**Your task**
The required result is each line of the entries below containing the string "Debug".

[Data extracted from a collection]
+-------+

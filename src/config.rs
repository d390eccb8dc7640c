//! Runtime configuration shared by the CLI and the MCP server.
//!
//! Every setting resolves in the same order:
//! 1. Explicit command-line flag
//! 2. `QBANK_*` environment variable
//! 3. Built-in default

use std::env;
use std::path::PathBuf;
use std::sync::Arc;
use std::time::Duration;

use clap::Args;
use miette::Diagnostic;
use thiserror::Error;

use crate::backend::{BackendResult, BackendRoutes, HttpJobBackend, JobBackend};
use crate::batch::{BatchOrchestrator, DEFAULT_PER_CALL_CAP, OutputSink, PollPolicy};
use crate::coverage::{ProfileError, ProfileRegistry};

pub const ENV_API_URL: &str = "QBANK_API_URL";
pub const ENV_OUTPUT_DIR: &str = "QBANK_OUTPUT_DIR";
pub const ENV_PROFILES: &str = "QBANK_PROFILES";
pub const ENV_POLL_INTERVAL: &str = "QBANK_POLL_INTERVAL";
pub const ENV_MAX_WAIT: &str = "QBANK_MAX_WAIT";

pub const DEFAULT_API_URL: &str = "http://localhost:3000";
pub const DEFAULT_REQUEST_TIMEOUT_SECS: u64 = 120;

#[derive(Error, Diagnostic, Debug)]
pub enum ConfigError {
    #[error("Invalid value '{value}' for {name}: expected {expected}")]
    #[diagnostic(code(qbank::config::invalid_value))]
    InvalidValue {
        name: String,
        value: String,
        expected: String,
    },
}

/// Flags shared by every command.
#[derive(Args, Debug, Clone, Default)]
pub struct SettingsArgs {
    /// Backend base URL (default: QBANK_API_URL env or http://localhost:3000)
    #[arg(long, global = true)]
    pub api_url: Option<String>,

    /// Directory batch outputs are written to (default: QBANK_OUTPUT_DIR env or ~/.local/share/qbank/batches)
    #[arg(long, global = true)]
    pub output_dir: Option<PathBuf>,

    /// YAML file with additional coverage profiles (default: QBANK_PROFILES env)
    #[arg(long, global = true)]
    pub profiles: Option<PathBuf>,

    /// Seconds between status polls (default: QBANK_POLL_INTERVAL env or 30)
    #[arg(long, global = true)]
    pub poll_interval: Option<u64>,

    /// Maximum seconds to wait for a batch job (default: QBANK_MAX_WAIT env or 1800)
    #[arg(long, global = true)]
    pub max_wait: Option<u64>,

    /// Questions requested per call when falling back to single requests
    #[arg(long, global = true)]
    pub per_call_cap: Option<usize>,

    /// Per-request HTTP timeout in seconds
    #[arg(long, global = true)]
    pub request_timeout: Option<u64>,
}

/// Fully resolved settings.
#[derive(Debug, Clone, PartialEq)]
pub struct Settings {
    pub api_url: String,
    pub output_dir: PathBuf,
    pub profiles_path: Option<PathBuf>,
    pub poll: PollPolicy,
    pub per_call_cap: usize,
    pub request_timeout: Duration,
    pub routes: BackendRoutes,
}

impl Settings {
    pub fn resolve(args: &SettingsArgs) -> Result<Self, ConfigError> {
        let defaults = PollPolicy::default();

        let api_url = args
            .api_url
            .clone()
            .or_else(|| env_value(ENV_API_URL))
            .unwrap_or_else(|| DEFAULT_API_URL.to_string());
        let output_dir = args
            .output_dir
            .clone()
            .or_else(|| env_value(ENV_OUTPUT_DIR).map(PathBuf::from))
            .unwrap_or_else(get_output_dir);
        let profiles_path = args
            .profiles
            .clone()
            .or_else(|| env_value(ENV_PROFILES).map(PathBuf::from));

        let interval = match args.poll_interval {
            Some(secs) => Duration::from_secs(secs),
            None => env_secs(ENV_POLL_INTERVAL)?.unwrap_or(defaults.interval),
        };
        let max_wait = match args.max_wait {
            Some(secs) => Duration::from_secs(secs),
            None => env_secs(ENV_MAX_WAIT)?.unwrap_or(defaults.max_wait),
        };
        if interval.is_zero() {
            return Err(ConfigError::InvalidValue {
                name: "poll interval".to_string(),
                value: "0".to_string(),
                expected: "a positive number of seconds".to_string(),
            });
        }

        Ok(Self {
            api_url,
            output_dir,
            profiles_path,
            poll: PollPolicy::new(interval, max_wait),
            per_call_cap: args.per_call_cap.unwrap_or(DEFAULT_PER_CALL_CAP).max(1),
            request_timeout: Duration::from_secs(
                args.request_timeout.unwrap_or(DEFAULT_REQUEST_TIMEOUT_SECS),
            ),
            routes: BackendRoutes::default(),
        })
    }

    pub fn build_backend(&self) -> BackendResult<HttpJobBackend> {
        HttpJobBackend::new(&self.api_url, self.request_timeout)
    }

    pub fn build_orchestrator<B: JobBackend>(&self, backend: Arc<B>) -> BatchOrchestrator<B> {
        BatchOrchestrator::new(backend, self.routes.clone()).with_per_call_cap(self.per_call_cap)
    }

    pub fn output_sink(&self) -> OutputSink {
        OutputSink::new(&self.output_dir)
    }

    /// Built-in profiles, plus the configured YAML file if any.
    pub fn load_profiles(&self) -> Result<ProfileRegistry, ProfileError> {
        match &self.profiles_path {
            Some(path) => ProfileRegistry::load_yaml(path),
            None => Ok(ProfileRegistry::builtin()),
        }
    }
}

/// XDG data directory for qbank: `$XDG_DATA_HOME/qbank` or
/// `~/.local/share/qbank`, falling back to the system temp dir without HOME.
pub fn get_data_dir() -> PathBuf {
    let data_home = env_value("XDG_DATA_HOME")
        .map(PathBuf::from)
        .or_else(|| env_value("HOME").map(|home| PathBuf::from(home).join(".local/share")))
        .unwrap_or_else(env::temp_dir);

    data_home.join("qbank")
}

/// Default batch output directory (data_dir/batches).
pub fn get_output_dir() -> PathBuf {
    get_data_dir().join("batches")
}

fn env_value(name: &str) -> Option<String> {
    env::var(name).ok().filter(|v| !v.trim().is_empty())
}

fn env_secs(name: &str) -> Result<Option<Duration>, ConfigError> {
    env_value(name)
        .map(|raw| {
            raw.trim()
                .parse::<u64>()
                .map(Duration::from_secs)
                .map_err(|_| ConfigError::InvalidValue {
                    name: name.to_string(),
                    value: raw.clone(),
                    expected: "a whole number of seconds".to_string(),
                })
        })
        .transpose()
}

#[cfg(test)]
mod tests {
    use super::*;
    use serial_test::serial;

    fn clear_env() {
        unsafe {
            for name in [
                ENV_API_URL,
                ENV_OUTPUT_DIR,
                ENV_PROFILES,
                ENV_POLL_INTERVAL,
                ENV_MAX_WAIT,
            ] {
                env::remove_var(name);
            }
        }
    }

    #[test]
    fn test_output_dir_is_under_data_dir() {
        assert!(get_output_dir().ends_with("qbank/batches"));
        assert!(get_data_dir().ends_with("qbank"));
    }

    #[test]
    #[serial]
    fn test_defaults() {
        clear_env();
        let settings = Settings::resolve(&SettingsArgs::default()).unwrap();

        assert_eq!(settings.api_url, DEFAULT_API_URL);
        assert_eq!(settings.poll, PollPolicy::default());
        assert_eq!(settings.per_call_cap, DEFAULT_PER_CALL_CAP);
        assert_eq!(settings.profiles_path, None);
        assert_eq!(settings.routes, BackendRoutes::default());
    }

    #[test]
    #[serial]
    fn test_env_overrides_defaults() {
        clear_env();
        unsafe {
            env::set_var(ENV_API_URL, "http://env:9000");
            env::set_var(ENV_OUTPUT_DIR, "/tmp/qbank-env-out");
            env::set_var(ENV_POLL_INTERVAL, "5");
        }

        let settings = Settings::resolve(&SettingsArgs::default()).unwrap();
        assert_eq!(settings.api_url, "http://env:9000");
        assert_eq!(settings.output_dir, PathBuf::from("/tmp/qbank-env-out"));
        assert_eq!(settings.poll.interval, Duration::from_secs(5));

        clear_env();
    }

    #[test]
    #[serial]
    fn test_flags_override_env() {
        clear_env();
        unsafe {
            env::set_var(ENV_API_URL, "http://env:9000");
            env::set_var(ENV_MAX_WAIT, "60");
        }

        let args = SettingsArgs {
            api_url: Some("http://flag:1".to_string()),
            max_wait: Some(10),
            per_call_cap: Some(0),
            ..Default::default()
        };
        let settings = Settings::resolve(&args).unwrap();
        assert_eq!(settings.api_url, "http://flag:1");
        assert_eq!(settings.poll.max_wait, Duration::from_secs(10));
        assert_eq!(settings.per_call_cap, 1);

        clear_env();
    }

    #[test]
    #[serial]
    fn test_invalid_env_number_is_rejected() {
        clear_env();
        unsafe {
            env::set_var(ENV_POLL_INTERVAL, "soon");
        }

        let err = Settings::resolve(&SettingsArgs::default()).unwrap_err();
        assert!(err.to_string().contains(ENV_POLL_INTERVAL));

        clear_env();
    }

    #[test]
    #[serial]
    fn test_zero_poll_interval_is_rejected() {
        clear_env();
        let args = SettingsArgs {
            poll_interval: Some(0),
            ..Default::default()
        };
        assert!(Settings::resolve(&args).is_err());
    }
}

+-------+

**Output of the exercise**
#[derive(Error, Diagnostic, Debug)]
#[derive(Args, Debug, Clone, Default)]
#[derive(Debug, Clone, PartialEq)]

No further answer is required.